Lo studio pubblicato e, ventiquattr'ore dopo, smentito. Poi il premier che ipotizza un inasprimento delle - blande - misure in vigore, se non verranno rispettate alla lettera. Ieri l'Agenzia di sanità pubblica svedese ha ritirato il rapporto sull'andamento dei contagi da coronavirus nella capitale, Stoccolma, presentato il giorno prima durante la quotidiana conferenza stampa che anche in Svezia tiene costantemente informati i cittadini sull'evoluzione dell'epidemia. Lo studio sosteneva che il picco dei contagi in città sarebbe già passato - era stato datato al 15 aprile scorso - e che entro il prossimo 1° maggio un terzo degli abitanti della città avrebbe contratto il virus, cioè più di 300mila persone su un totale di un milione. Secondo i modelli sviluppati dai ricercatori, infatti, per ogni caso registrato ce ne sarebbero stati altri 999 nascosti. Cifre molto lontane da quelle ufficiali, che parlano in tutto il Paese di 16mila positivi e poco meno di 2mila vittime, e che per questo avevano conquistato i titoli di siti e giornali. Lo stesso giorno il capo dell'Agenzia, l'epidemiologo Anders Tegnell, aveva detto all'emittente statunitense Cnbc che «nell'area di Stoccolma è stato raggiunto il plateau e si stanno già vedendo gli effetti dell'immunità di gregge, che saranno ancora più evidenti nelle prossime settimane». Ieri, però, è arrivato il dietrofront: l'Agenzia ha ritrattato, scrivendo su Twitter di aver «scoperto un errore nel rapporto», i cui autori ora «stanno rivedendo tutto il materiale».
La strategia con cui la Svezia sta cercando di contenere la pandemia ha fatto discutere, soprattutto all'estero, perché diversa da quella intrapresa dagli altri Paesi colpiti dal virus. Le autorità di Stoccolma non hanno posto limitazioni alla libertà di movimento delle persone, come per esempio accade in Italia, ma anche in Spagna, Francia e Regno Unito: le scuole sono aperte, ristoranti e bar anche, il lavoro da casa è semplicemente incoraggiato. Si raccomanda di rimanere in casa solo a chi ha sintomi influenzali e a chi ha oltre 70 anni o fa parte di categorie a rischio. Gli unici veri divieti riguardano i raduni con più di 50 persone e le visite nelle case di riposo. Il sistema si basa, in sostanza, sulla persuasione a mantenere le distanze dagli altri ed evitare gli spostamenti non necessari, più che sulla proibizione. Il che ha permesso agli svedesi di continuare la vita di sempre, solo a un ritmo meno frenetico. Il governo svedese, dal canto suo, ha sempre smentito di aver adottato questa strada per raggiungere la cosiddetta immunità di gregge, cioè una percentuale di cittadini immuni all'infezione sufficiente per proteggere anche chi, all'interno della comunità, non lo è (concetto controverso per quanto riguarda il Covid-19, mancando un vaccino e non potendo escludere che chi si è ammalato si possa ammalare di nuovo).

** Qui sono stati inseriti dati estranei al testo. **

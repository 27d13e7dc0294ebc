// SPDX-FileCopyrightText: 2026 Botfleet Contributors
// SPDX-License-Identifier: MIT OR Apache-2.0

//! Botfleet - a multi-tenant Telegram bot platform.
//!
//! Binary entry point: `serve` runs the webhook gateway, queue workers and
//! maintenance sweep; the `bot` subcommand family administers bot records.

#[cfg(not(target_env = "msvc"))]
use tikv_jemallocator::Jemalloc;

#[cfg(not(target_env = "msvc"))]
#[global_allocator]
static GLOBAL: Jemalloc = Jemalloc;

use botfleet_config::BotfleetConfig;
use botfleet_core::BotfleetError;
use botfleet_storage::Database;
use clap::{Parser, Subcommand};

mod bot;
mod serve;

/// Botfleet - a multi-tenant Telegram bot platform.
#[derive(Parser, Debug)]
#[command(name = "botfleet", version, about, long_about = None)]
struct Cli {
    #[command(subcommand)]
    command: Option<Commands>,
}

/// Available subcommands.
#[derive(Subcommand, Debug)]
enum Commands {
    /// Start the webhook gateway and queue workers.
    Serve,
    /// Administer bot records.
    Bot {
        #[command(subcommand)]
        command: bot::BotCommand,
    },
}

/// Open the configured database, creating its parent directory on first run.
pub(crate) async fn open_database(config: &BotfleetConfig) -> Result<Database, BotfleetError> {
    let path = std::path::Path::new(&config.storage.database_path);
    if let Some(parent) = path.parent() {
        if !parent.as_os_str().is_empty() {
            std::fs::create_dir_all(parent)
                .map_err(|e| BotfleetError::Storage { source: Box::new(e) })?;
        }
    }
    Database::open(&config.storage.database_path, config.storage.wal_mode).await
}

#[tokio::main]
async fn main() {
    let cli = Cli::parse();

    // Load and validate configuration before dispatching any command.
    let config = match botfleet_config::load_and_validate() {
        Ok(config) => config,
        Err(errors) => {
            botfleet_config::render_errors(&errors);
            std::process::exit(1);
        }
    };

    let result = match cli.command {
        Some(Commands::Serve) => serve::run_serve(config).await,
        Some(Commands::Bot { command }) => bot::run(command, config).await,
        None => {
            println!("botfleet: use --help for available commands");
            return;
        }
    };

    if let Err(error) = result {
        eprintln!("error: {error}");
        std::process::exit(1);
    }
}
//! Error types for chartkit

use thiserror::Error;

/// Errors reported by catalog validation.
///
/// Every other operation in this crate is total and cannot fail.
#[derive(Error, Debug, Clone, PartialEq, Eq)]
pub enum ChartKitError {
    /// Two catalog entries share the same id
    #[error("duplicate selector id: {0}")]
    DuplicateSelectorId(String),

    /// A catalog entry has an empty caption
    #[error("selector entry '{0}' has an empty caption")]
    EmptyCaption(String),

    /// A catalog entry's thumbnail is not an http(s) URL
    #[error("selector entry '{id}' has an invalid thumbnail URL: {url}")]
    InvalidThumbnailUrl { id: String, url: String },
}

/// Result type for chartkit operations
pub type ChartKitResult<T> = Result<T, ChartKitError>;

Eppure i numeri, per quanto inferiori rispetto a quelli registrati altrove, non sono ancora in calo. Motivo per cui ieri il primo ministro svedese Stefan Löfven ha di nuovo invitato i connazionali a essere responsabili.
Lasciando aperta la porta anche a un possibile inasprimento delle misure. «Se necessario - ha detto il premier - il governo prenderà decisioni diverse. Il pericolo non è passato. Non pensate nemmeno per un momento di aver superato questa crisi».